We sought to evaluate the accuracy of MR sialography with heavily T2-weighted sequences by comparing this technique with the standard procedure of digital subtraction sialography in patients suspected of having ductal changes of parotid or submandibular glands.
Between July 1998 and November 1999, 80 consecutive patients were referred for salivary duct visualization from the department of otorhinolaryngology because of clinically suspected sialadenitis or sialolithiasis. Diagnosis was based on clinical symptoms and US findings since all patients underwent routine US examination in the department of otorhinolaryngology. All patients had swelling and/or pain of one or more salivary glands. Indication for digital subtraction sialography was to verify sialolithiasis or inflammatory ductal changes. Patients suspected of having sialadenitis were investigated only if all clinical signs of acute inflammation had disappeared. The institutional review board had approved the study protocol. Written informed consent was obtained from all patients.
MR imaging of the salivary ductal system and digital subtraction sialography were attempted in all 80 referred patients. However, 15 patients had to be excluded from the study. In two patients, MR imaging could not performed because of severe claustrophobia (n = 1) or contraindication for MR imaging (pacemaker, n = 1). Another two patients were excluded because it was impossible to visualize the ductal system, although multiple attempts were made. Therefore, the failure rate for successful MR sialography on an intention-to-treat basis was 5% (four of 80). In eleven other patients, digital subtraction sialography was not possible because we failed to cannulate the orifice of the ductal system. This occurred more often in the attempted cannulation of the Wharton duct (n = 8) than in the attempted cannulation of the Stensen duct (n = 3). Therefore, the failure rate for attempted digital subtraction sialography was 14% (11 of 80). The remaining 65 patients (only those with successful digital subtraction and MR sialography) were enrolled in the prospective study and represent the study population.

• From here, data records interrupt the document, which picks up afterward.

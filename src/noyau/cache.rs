// src/noyau/cache.rs
//
// Cache de conversions, porté par chaque noeud (valeur, calcul).
// Une case = Mutex<Option<T>> : remplie au plus une fois par cycle, vidée par dispose().
// Le calcul se fait HORS verrou (pas de verrou ré-entrant pendant une résolution récursive).

use num_rational::BigRational;
use parking_lot::Mutex;

use super::decimal::Decimal;
use super::error::Result;

#[derive(Debug, Default)]
pub(crate) struct ConversionCache {
    pub(crate) decimal: Mutex<Option<Decimal>>,
    pub(crate) rational: Mutex<Option<BigRational>>,
    pub(crate) string: Mutex<Option<String>>,
    pub(crate) amount: Mutex<Option<String>>,
}

impl ConversionCache {
    pub(crate) fn dispose(&self) {
        *self.decimal.lock() = None;
        *self.rational.lock() = None;
        *self.string.lock() = None;
        *self.amount.lock() = None;
    }

    #[cfg(test)]
    pub(crate) fn is_empty(&self) -> bool {
        self.decimal.lock().is_none()
            && self.rational.lock().is_none()
            && self.string.lock().is_none()
            && self.amount.lock().is_none()
    }
}

/// Lit la case, sinon calcule puis mémorise (les échecs ne sont pas mémorisés).
pub(crate) fn memo<T: Clone>(slot: &Mutex<Option<T>>, compute: impl FnOnce() -> Result<T>) -> Result<T> {
    if let Some(v) = slot.lock().as_ref() {
        return Ok(v.clone());
    }

    let value = compute()?;
    *slot.lock() = Some(value.clone());
    Ok(value)
}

All 65 patients underwent MR sialography and digital subtraction sialography on the same day at our institution. There were 34 male and 31 female patients with a mean age of 47 years (age range, 9–78 years). In the 65 patients undergoing both examinations, a total of 81 glands were examined (33 submandibular and 48 parotid glands). In 51 patients, the clinicians requested visualization of a single glandular duct (30 parotid and 21 submandibular ducts); in 13 patients, two ducts were examined (both parotid glands in seven, both submandibular glands in five, and a submandibular and a parotid gland in one patient); and in one patient, all four ducts were investigated. The final diagnosis in each patient was made by the referring physician from the department of otorhinolaryngology and was based on consensus of clinical follow-up and biopsy or surgery results. All patients underwent follow-up that consisted of clinical and US examinations in the department of otorhinolaryngology. Nineteen patients underwent open surgery with histopathologic evaluation of resected tissue, and nine additional patients underwent percutaneous needle aspiration biopsy with cytopathologic examination.

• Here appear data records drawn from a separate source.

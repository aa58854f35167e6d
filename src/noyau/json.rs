// src/noyau/json.rs
//
// Forme JSON d’un arbre (serde, étiquette "type") :
//
//   {"type":"IntermediaryNumber","value":"1.5"}
//   {"type":"IntermediaryCalculation","left":{..},"operation":"+","right":{..}}
//   {"type":"TokenScan","value":"1 + 2"}

use serde::{Deserialize, Serialize};

use super::calculation::Calculation;
use super::error::Result;
use super::number::Number;
use super::operand::{Operand, Operation};
use super::scan::TokenScan;

#[derive(Clone, Debug, PartialEq, Eq, Serialize, Deserialize)]
#[serde(tag = "type")]
pub enum CalcJson {
    IntermediaryNumber {
        value: String,
    },
    IntermediaryCalculation {
        left: Box<CalcJson>,
        operation: Operation,
        right: Box<CalcJson>,
    },
    TokenScan {
        value: String,
    },
}

impl CalcJson {
    pub fn number(value: impl Into<String>) -> CalcJson {
        CalcJson::IntermediaryNumber { value: value.into() }
    }

    pub fn calculation(left: CalcJson, operation: Operation, right: CalcJson) -> CalcJson {
        CalcJson::IntermediaryCalculation {
            left: Box::new(left),
            operation,
            right: Box::new(right),
        }
    }

    pub fn to_json_string(&self) -> Result<String> {
        Ok(serde_json::to_string(self)?)
    }

    pub fn from_json_str(text: &str) -> Result<CalcJson> {
        Ok(serde_json::from_str(text)?)
    }
}

/// JSON -> noeud. Les valeurs repassent par `Number::create`, les calculs sont
/// reconstruits sans simplification, les scans ne sont pas analysés.
pub fn from_json(json: &CalcJson) -> Result<Operand> {
    match json {
        CalcJson::IntermediaryNumber { value } => Ok(Operand::Number(Number::create(value.as_str())?)),
        CalcJson::IntermediaryCalculation {
            left,
            operation,
            right,
        } => Ok(Operand::Calculation(Calculation::new(
            from_json(left)?,
            *operation,
            from_json(right)?,
        ))),
        CalcJson::TokenScan { value } => Ok(Operand::Scan(TokenScan::new(value.as_str()))),
    }
}

/// Raccourci texte JSON -> noeud.
pub fn from_json_str(text: &str) -> Result<Operand> {
    from_json(&CalcJson::from_json_str(text)?)
}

First, patients were examined with MR sialography, which was carried out with a 1.0-T clinical MR imager (Magnetom Expert; Siemens, Erlangen, Germany) by using a quadrature head coil. Images were obtained with a manufacturer-provided single-shot turbo spin-echo sequence (TR/TE 2800/1100 ms, flip angle 150°, accquisition time 7 seconds, field of view 169 mm, matrix 240 × 256). This sequence obtains a single section with a thickness of 40 mm and in-plane resolution of 0.7 x 0.66 mm. In case of parotid disease, a transverse reference image covering the complete volume of the head was obtained. Sagittal oblique sections were planned on this reference image. For localization of the submandibular glands, a sagittal reference image was used. The final imaging plane for submandibular glands was transverse oblique. In all cases, the contralateral salivary gland was visualized and served as a control. To enhance the visualization of the ductal structures, we stimulated salivation by intraoral application of a lemon mouth swab (Appli-Lem; Applimed, Chatel-St.-denis, Switzerland). Because of the short acquisition time of 7 seconds, multiple (usually three to five) images were obtained before and after stimulation. No standard MR examination of the salivary glands (ie, regular spin-echo or gradient echo T1-weighted and T2-weighted imaging) was performed in this patient population. Immediately after MR sialography, patients were transferred to the angiography suite where digital subtraction sialography was carried out.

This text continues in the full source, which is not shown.